Collected data
# # # # # # #

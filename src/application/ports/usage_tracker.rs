use async_trait::async_trait;

use crate::domain::{UserId, UserVideoId, VideoId};

/// One LLM call's worth of accounting data.
#[derive(Debug, Clone)]
pub struct UsageRecord {
    pub user_id: Option<UserId>,
    pub model: String,
    pub provider: String,
    pub operation: String,
    pub video_id: Option<VideoId>,
    pub user_video_id: Option<UserVideoId>,
    pub request_duration_ms: u64,
}

#[async_trait]
pub trait UsageTracker: Send + Sync {
    /// Record a usage event. Callers treat failures as non-fatal; the sink
    /// must never be load-bearing for the primary result.
    async fn record(&self, record: UsageRecord) -> Result<(), UsageTrackerError>;
}

#[derive(Debug, thiserror::Error)]
pub enum UsageTrackerError {
    #[error("usage sink unavailable: {0}")]
    SinkUnavailable(String),
    #[error("usage record rejected: {0}")]
    Rejected(String),
}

# # # # # # #

→ **Task requirements**:
Repeat all of the records above exactly as written.

→ **Solved exercise**:
filename src/application/ports/usage_tracker.rs
use async_trait::async_trait;

use crate::domain::{UserId, UserVideoId, VideoId};

/// One LLM call's worth of accounting data.
#[derive(Debug, Clone)]
pub struct UsageRecord {
    pub user_id: Option<UserId>,
    pub model: String,
    pub provider: String,
    pub operation: String,
    pub video_id: Option<VideoId>,
    pub user_video_id: Option<UserVideoId>,
    pub request_duration_ms: u64,
}

#[async_trait]
pub trait UsageTracker: Send + Sync {
    /// Record a usage event. Callers treat failures as non-fatal; the sink
    /// must never be load-bearing for the primary result.
    async fn record(&self, record: UsageRecord) -> Result<(), UsageTrackerError>;
}

#[derive(Debug, thiserror::Error)]
pub enum UsageTrackerError {
    #[error("usage sink unavailable: {0}")]
    SinkUnavailable(String),
    #[error("usage record rejected: {0}")]
    Rejected(String),
}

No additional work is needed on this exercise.